◆ REQUIREMENT
What's wanted is the full listing, reproduced exactly.

◆ INPUT FOR THIS TASK
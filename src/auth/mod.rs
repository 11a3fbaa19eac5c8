//! Identity provider collaborators
//!
//! - [`TokenRefreshService`] exchanges a refresh token for a new access token
//! - [`LoginFlow`] runs the interactive sign-in that creates new accounts
//!
//! The authorization-code exchange itself happens behind `LoginFlow`; the
//! core only consumes the token pair it yields.

pub mod oauth;

use async_trait::async_trait;
use secrecy::SecretString;

use crate::core::account::{Account, AccountCredentials};
use crate::error::Result;

pub use oauth::OAuthTokenEndpoint;

/// Everything the identity provider needs to mint a new access token
#[derive(Debug, Clone)]
pub struct RefreshRequest {
    pub account: Account,
    pub refresh_token: SecretString,
    pub login_server: Option<String>,
    pub client_id: Option<String>,
}

/// Tokens returned by a successful refresh
#[derive(Debug, Clone)]
pub struct TokenBundle {
    pub access_token: SecretString,
    /// Present when the provider rotates refresh tokens
    pub refresh_token: Option<SecretString>,
    /// Present when the provider moved the account to another instance
    pub instance_url: Option<String>,
}

impl TokenBundle {
    pub fn access_only(access_token: impl Into<String>) -> Self {
        Self {
            access_token: SecretString::from(access_token.into()),
            refresh_token: None,
            instance_url: None,
        }
    }
}

/// Options handed to the interactive login
#[derive(Debug, Clone)]
pub struct LoginOptions {
    pub account_type: String,
    pub login_server: Option<String>,
}

/// Non-interactive token refresh against the identity provider
#[cfg_attr(test, mockall::automock)]
#[async_trait]
pub trait TokenRefreshService: Send + Sync {
    async fn request_token_refresh(&self, request: &RefreshRequest) -> Result<TokenBundle>;
}

/// Interactive sign-in producing a fresh token pair
///
/// Returns `LoginCancelled` when the user backs out.
#[cfg_attr(test, mockall::automock)]
#[async_trait]
pub trait LoginFlow: Send + Sync {
    async fn login(&self, options: &LoginOptions) -> Result<AccountCredentials>;
}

◆ TASK RESPONSE
filename src/auth/mod.rs
repository 11a3fbaa19eac5c8
//! Identity provider collaborators
//!
//! - [`TokenRefreshService`] exchanges a refresh token for a new access token
//! - [`LoginFlow`] runs the interactive sign-in that creates new accounts
//!
//! The authorization-code exchange itself happens behind `LoginFlow`; the
//! core only consumes the token pair it yields.

pub mod oauth;

use async_trait::async_trait;
use secrecy::SecretString;

use crate::core::account::{Account, AccountCredentials};
use crate::error::Result;

pub use oauth::OAuthTokenEndpoint;

/// Everything the identity provider needs to mint a new access token
#[derive(Debug, Clone)]
pub struct RefreshRequest {
    pub account: Account,
    pub refresh_token: SecretString,
    pub login_server: Option<String>,
    pub client_id: Option<String>,
}

/// Tokens returned by a successful refresh
#[derive(Debug, Clone)]
pub struct TokenBundle {
    pub access_token: SecretString,
    /// Present when the provider rotates refresh tokens
    pub refresh_token: Option<SecretString>,
    /// Present when the provider moved the account to another instance
    pub instance_url: Option<String>,
}

impl TokenBundle {
    pub fn access_only(access_token: impl Into<String>) -> Self {
        Self {
            access_token: SecretString::from(access_token.into()),
            refresh_token: None,
            instance_url: None,
        }
    }
}

/// Options handed to the interactive login
#[derive(Debug, Clone)]
pub struct LoginOptions {
    pub account_type: String,
    pub login_server: Option<String>,
}

/// Non-interactive token refresh against the identity provider
#[cfg_attr(test, mockall::automock)]
#[async_trait]
pub trait TokenRefreshService: Send + Sync {
    async fn request_token_refresh(&self, request: &RefreshRequest) -> Result<TokenBundle>;
}

/// Interactive sign-in producing a fresh token pair
///
/// Returns `LoginCancelled` when the user backs out.
#[cfg_attr(test, mockall::automock)]
#[async_trait]
pub trait LoginFlow: Send + Sync {
    async fn login(&self, options: &LoginOptions) -> Result<AccountCredentials>;
}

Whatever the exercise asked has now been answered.